I got to the hospital and went up to the infusion room, which turned out to be on the oncology floor.  (I do have to admit that seeing “CANCER CENTER” on the wall when I got out of the elevator did bum me out a bit… the one negative in all of this.)  I walked into the room and saw about four or five blue recliners and two other patients, who were there for chemo.  The nurse, who was incredibly friendly, weighed me and took my blood pressure and temperature.  Then she asked me a whole bunch of questions about how I was feeling and went over my chart.  She had a list of my medications which my rheumatologist’s office had faxed over; about half of them were wrong, and she made the appropriate corrections.  (Okay, this worries me – time to have a talk with them.)  I found an empty recliner, which had a pillow waiting for me and a big table next to it for my things.  I told her that my infusions usually take about an hour and a half but that I don’t do well at that speed.  She reacted with horror and said that the Remicade guidelines are pretty clear on the importance of going slowly to minimize the chance of infusion reactions – she usually takes about three hours.  She started my IV and let me get good and hydrated before hooking up the Remicade bag.

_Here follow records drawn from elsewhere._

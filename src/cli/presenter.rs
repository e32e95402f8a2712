//! CLI presenter for output formatting

use std::io::{self, Write};

use colored::*;

/// Presenter for CLI output formatting
pub struct Presenter;

impl Presenter {
    /// Create a new presenter
    pub fn new() -> Self {
        Self
    }

    /// Print info message to stderr
    pub fn info(&self, message: &str) {
        eprintln!("{} {}", "ℹ".cyan(), message);
    }

    /// Print success message to stderr
    pub fn success(&self, message: &str) {
        eprintln!("{} {}", "✓".green(), message);
    }

    /// Print warning message to stderr
    pub fn warn(&self, message: &str) {
        eprintln!("{} {}", "⚠".yellow(), message);
    }

    /// Print error message to stderr
    pub fn error(&self, message: &str) {
        eprintln!("{} {}", "✗".red(), message);
    }

    /// Output text to stdout (the clipped text itself)
    pub fn output(&self, text: &str) {
        println!("{}", text);
    }

    /// Output text to stdout without newline
    pub fn output_inline(&self, text: &str) {
        print!("{}", text);
        let _ = io::stdout().flush();
    }

    /// Print a key-value pair (for config list)
    pub fn key_value(&self, key: &str, value: &str) {
        println!("{}: {}", key.cyan(), value);
    }
}

impl Default for Presenter {
    fn default() -> Self {
        Self::new()
    }
}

At all times, there was at least one nurse in the room, and all of the nurses I saw were friendly and kind.  They came right over to each of us several times to ask how we were feeling.  They ordered lunch for us from the hospital cafeteria.  Several times, they passed out chocolate, and also offered to go get sodas if we wanted them.  The recliner was really comfortable.  There was a TV, but I didn’t watch it.  Instead, I had a great conversation with the 87-year-old cancer patient in the recliner next to mine – we turned out to share a common interest in opera.  My IV didn’t run dry – the nurse came over before the Remicade bag was completely empty and flushed the line.  I never had to go looking for anyone. 

When I came downstairs and got in the car, my husband remarked on how different I looked.  I was warm and happy and felt cared for.  (The chocolate zinging through my system didn’t hurt either!)  My hands weren’t icy.  I went home and felt mildly tired, not exhausted.  I didn’t need to nap.

Now I don’t know what to do.  I love my rheumatologist; he is smart, kind, spends lots of time with me, takes a team approach to my care instead of dictating to me.  He seems to know everything – I will come to him with what seems like a vague symptom, and he knows immediately which tests to order.  He has come up with some things that seem like they’re completely out of left field, and always turns out to be right.  He is, quite simply, the best doctor I’ve ever had.

But there are problems with his office, more than just my issues with the infusion process.  Twice now, I’ve gone to my infusions expecting my dosage to be raised, and learned that someone forgot to call the insurance to authorize the increase – so I had to stay at the lower dose.  The medications listed on my chart are usually wrong – I’ve called to have a prescription filled and found that someone forgot to note my new medication in my chart, resulting in a delay.  Medications have also been called in at wrong doses or in wrong amounts.  The billing office is more than six months behind – a big problem, since my FSA has deadlines.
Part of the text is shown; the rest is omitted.